Can Fun be the New Social Psych Theory? by Jamie Rhoten

A Theory is a set of beliefs, assumptions, and/or observations that are attributed to explain some phenomenon and is usually believed to be true, but not yet proven fact. For example, Newtons Laws are considered factual but evolution is “just a theory” and is widely believed among scientists, yet is not quite proven as factual.

A new theory has recently been established (and heavily advertised in Europe)  by a popular car company, Volkswagen. I recently heard about their commercials advertising about their new theory posted on youtube and became curious. The theory that they are promoting social awareness of is simple…way simple.  It may even seem impossible to prove as factual..but I believe in it.

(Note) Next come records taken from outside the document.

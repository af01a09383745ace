pub mod error;
pub mod similarity;
pub mod urlscan;

pub use error::EnrichError;
pub use similarity::{SimilarityAnalysis, SimilarityFlags, analyze_domain_similarity};
pub use urlscan::UrlscanClient;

“Fun can change behavior for the better”

Volkswagen is trying hard to promote social experiments that claim to prove this theory correct. If they succeed, this theory will become known as fact in the social scientist world! The pioneers of this theory test it by addressing a social problem, such as, obesity, lack of recycling, or speeding violations. Then they form a creative and fun solution to the problem, and use observation as a method to research the results. The Fun Theory has created short promotional videos showing their findings and claim that fun changes behavior in a positive way. Here is a few of their videos that “prove” their theory as fact.

This is my favorite. It is not an official video from funtheory.com but it shows the success of changing a negative behavior (boys not lifting the seat up) by making it fun!

These videos demonstrating The Fun Theories research have shown some findings that the theory of introducing fun could be proven as factual, with more research and testing. But the theory does seem to be right to me at least. I mean the boy did changed his behavior because fun was introduced which shows our theory could be correct and proven… some day!